Work request :: If a line in the material below has the string "live", copy it out.

Segment Open

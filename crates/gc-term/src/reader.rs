// SPDX-License-Identifier: MIT
//
// Stdin on a thread of its own.
//
// The event loop must wake for ticks even when no key is pressed, so it
// waits on a channel with a timeout instead of on `read()`. This thread
// feeds that channel with raw byte chunks. It only calls `read()` once
// `poll()` says input is ready, and checks its stop flag between polls,
// so `stop` returns within one poll period.
#![allow(unsafe_code)]

use std::io::{self, Read};
use std::sync::Arc;
use std::sync::atomic::{AtomicBool, Ordering};
use std::sync::mpsc::{self, Receiver, Sender};
use std::thread::{self, JoinHandle};
use std::time::Duration;

const CHUNK: usize = 1024;

/// Longest the thread goes without looking at the stop flag.
const STOP_CHECK: Duration = Duration::from_millis(50);

/// Handle to the reader thread. Dropping it stops the thread.
pub struct StdinReader {
    stop: Arc<AtomicBool>,
    thread: Option<JoinHandle<()>>,
}

impl StdinReader {
    /// Start reading. The receiver yields non-empty chunks and disconnects
    /// at EOF, on a read error, or after [`stop`](Self::stop).
    ///
    /// # Errors
    ///
    /// Fails if the thread cannot be spawned.
    pub fn spawn() -> io::Result<(Self, Receiver<Vec<u8>>)> {
        let (tx, rx) = mpsc::channel();
        let stop = Arc::new(AtomicBool::new(false));
        let flag = Arc::clone(&stop);
        let thread = thread::Builder::new()
            .name("stdin".into())
            .spawn(move || pump(&tx, &flag))?;
        Ok((
            Self {
                stop,
                thread: Some(thread),
            },
            rx,
        ))
    }

    /// Ask the thread to finish and wait for it. Safe to call twice.
    pub fn stop(&mut self) {
        self.stop.store(true, Ordering::Relaxed);
        if let Some(thread) = self.thread.take() {
            let _ = thread.join();
        }
    }
}

impl Drop for StdinReader {
    fn drop(&mut self) {
        self.stop();
    }
}

fn pump(tx: &Sender<Vec<u8>>, stop: &AtomicBool) {
    let mut stdin = io::stdin().lock();
    let mut buf = [0u8; CHUNK];
    while !stop.load(Ordering::Relaxed) {
        if !readable(STOP_CHECK) {
            continue;
        }
        match stdin.read(&mut buf) {
            Ok(0) | Err(_) => return,
            Ok(n) => {
                if tx.send(buf[..n].to_vec()).is_err() {
                    return;
                }
            }
        }
    }
}

/// Wait up to `timeout` for stdin to have input (or hang up).
#[cfg(unix)]
fn readable(timeout: Duration) -> bool {
    let mut pfd = libc::pollfd {
        fd: libc::STDIN_FILENO,
        events: libc::POLLIN,
        revents: 0,
    };
    let ms = libc::c_int::try_from(timeout.as_millis()).unwrap_or(libc::c_int::MAX);
    // SAFETY: one valid pollfd for the duration of the call.
    unsafe { libc::poll(&raw mut pfd, 1, ms) > 0 }
}

/// Without `poll`, block in `read` and let the stop flag be seen after.
#[cfg(not(unix))]
const fn readable(_timeout: Duration) -> bool {
    true
}

// ─── Tests ───────────────────────────────────────────────────────────────────

#[cfg(test)]
mod tests {
    use super::*;

    #[test]
    fn stop_is_idempotent() {
        let (mut reader, _rx) = StdinReader::spawn().unwrap();
        reader.stop();
        reader.stop();
    }

    #[test]
    fn channel_disconnects_after_stop() {
        let (reader, rx) = StdinReader::spawn().unwrap();
        drop(reader);
        while rx.try_recv().is_ok() {}
        assert!(rx.recv_timeout(Duration::from_millis(20)).is_err());
    }
}
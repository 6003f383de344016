// SPDX-License-Identifier: MIT
//
// The `:` prompt: a one-line editor plus its command history.
//
// The leading `>` is drawn by the status line, not stored. History is kept
// oldest-first and saved one command per line.

use std::fs;
use std::io;
use std::path::Path;

use unicode_width::UnicodeWidthStr;

/// Most commands kept in history.
pub const HISTORY_LIMIT: usize = 1000;

// ─── CommandLine ─────────────────────────────────────────────────────────────

/// The text being typed and a cursor inside it.
#[derive(Debug, Clone, Default)]
pub struct CommandLine {
    input: String,
    /// Char offset, 0-indexed.
    cursor: usize,
}

impl CommandLine {
    #[must_use]
    pub const fn new() -> Self {
        Self {
            input: String::new(),
            cursor: 0,
        }
    }

    #[inline]
    #[must_use]
    pub fn input(&self) -> &str {
        &self.input
    }

    #[inline]
    #[must_use]
    pub const fn cursor(&self) -> usize {
        self.cursor
    }

    /// Display columns before the cursor.
    #[must_use]
    pub fn cursor_column(&self) -> usize {
        self.input[..self.char_to_byte(self.cursor)].width()
    }

    pub fn insert_char(&mut self, ch: char) {
        let at = self.char_to_byte(self.cursor);
        self.input.insert(at, ch);
        self.cursor += 1;
    }

    /// Delete before the cursor. Returns `false` at the start of the line.
    pub fn backspace(&mut self) -> bool {
        if self.cursor == 0 {
            return false;
        }
        self.cursor -= 1;
        let at = self.char_to_byte(self.cursor);
        self.input.remove(at);
        true
    }

    /// Delete under the cursor. Returns `false` at the end of the line.
    pub fn delete(&mut self) -> bool {
        if self.cursor >= self.input.chars().count() {
            return false;
        }
        let at = self.char_to_byte(self.cursor);
        self.input.remove(at);
        true
    }

    pub const fn move_left(&mut self) {
        self.cursor = self.cursor.saturating_sub(1);
    }

    pub fn move_right(&mut self) {
        if self.cursor < self.input.chars().count() {
            self.cursor += 1;
        }
    }

    pub const fn move_home(&mut self) {
        self.cursor = 0;
    }

    pub fn move_end(&mut self) {
        self.cursor = self.input.chars().count();
    }

    /// Replace the text, cursor at the end.
    pub fn set(&mut self, text: &str) {
        self.input = text.to_owned();
        self.move_end();
    }

    #[must_use]
    pub fn is_empty(&self) -> bool {
        self.input.is_empty()
    }

    /// Take the text out, leaving the line empty.
    pub fn take(&mut self) -> String {
        self.cursor = 0;
        std::mem::take(&mut self.input)
    }

    fn char_to_byte(&self, char_idx: usize) -> usize {
        self.input
            .char_indices()
            .nth(char_idx)
            .map_or(self.input.len(), |(byte_idx, _)| byte_idx)
    }
}

// ─── History ─────────────────────────────────────────────────────────────────

/// Previously entered commands with an up/down browsing position.
#[derive(Debug, Clone, Default)]
pub struct History {
    entries: Vec<String>,
    /// Index into `entries` while browsing, `None` at the live line.
    position: Option<usize>,
    /// The live line, saved when browsing starts.
    draft: String,
}

impl History {
    #[must_use]
    pub fn new() -> Self {
        Self::default()
    }

    /// Read one command per line. A missing file is an empty history.
    ///
    /// # Errors
    ///
    /// Any I/O error other than the file not existing.
    pub fn load(path: &Path) -> io::Result<Self> {
        let text = match fs::read_to_string(path) {
            Ok(text) => text,
            Err(e) if e.kind() == io::ErrorKind::NotFound => return Ok(Self::new()),
            Err(e) => return Err(e),
        };
        let mut history = Self::new();
        for line in text.lines() {
            history.push(line);
        }
        Ok(history)
    }

    /// Write every entry, one per line, creating parent directories.
    ///
    /// # Errors
    ///
    /// Propagates directory creation and write failures.
    pub fn save(&self, path: &Path) -> io::Result<()> {
        if let Some(dir) = path.parent() {
            fs::create_dir_all(dir)?;
        }
        let mut text = self.entries.join("\n");
        if !text.is_empty() {
            text.push('\n');
        }
        fs::write(path, text)
    }

    /// Record a command. Blank lines and repeats of the last entry are
    /// skipped. Browsing is reset.
    pub fn push(&mut self, command: &str) {
        self.position = None;
        self.draft.clear();
        if command.trim().is_empty() || self.entries.last().is_some_and(|last| last == command) {
            return;
        }
        self.entries.push(command.to_owned());
        if self.entries.len() > HISTORY_LIMIT {
            let excess = self.entries.len() - HISTORY_LIMIT;
            self.entries.drain(..excess);
        }
    }

    #[must_use]
    pub fn len(&self) -> usize {
        self.entries.len()
    }

    #[must_use]
    pub fn is_empty(&self) -> bool {
        self.entries.is_empty()
    }

    /// Step to an older entry. `live` is the line being typed, kept so that
    /// stepping back down restores it.
    pub fn older(&mut self, live: &str) -> Option<&str> {
        let next = match self.position {
            None => {
                self.draft = live.to_owned();
                self.entries.len().checked_sub(1)?
            }
            Some(0) => 0,
            Some(i) => i - 1,
        };
        self.position = Some(next);
        self.entries.get(next).map(String::as_str)
    }

    /// Step to a newer entry, ending at the saved live line.
    pub fn newer(&mut self) -> Option<&str> {
        let i = self.position?;
        if i + 1 < self.entries.len() {
            self.position = Some(i + 1);
            self.entries.get(i + 1).map(String::as_str)
        } else {
            self.position = None;
            Some(self.draft.as_str())
        }
    }

    /// Stop browsing without recording anything.
    pub fn reset(&mut self) {
        self.position = None;
        self.draft.clear();
    }
}

// ─── Tests ───────────────────────────────────────────────────────────────────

Segment Closed

Answer to the exercise ::
    /// Index into `entries` while browsing, `None` at the live line.
    /// The live line, saved when browsing starts.
    /// Step to an older entry. `live` is the line being typed, kept so that
    pub fn older(&mut self, live: &str) -> Option<&str> {
                self.draft = live.to_owned();
    /// Step to a newer entry, ending at the saved live line.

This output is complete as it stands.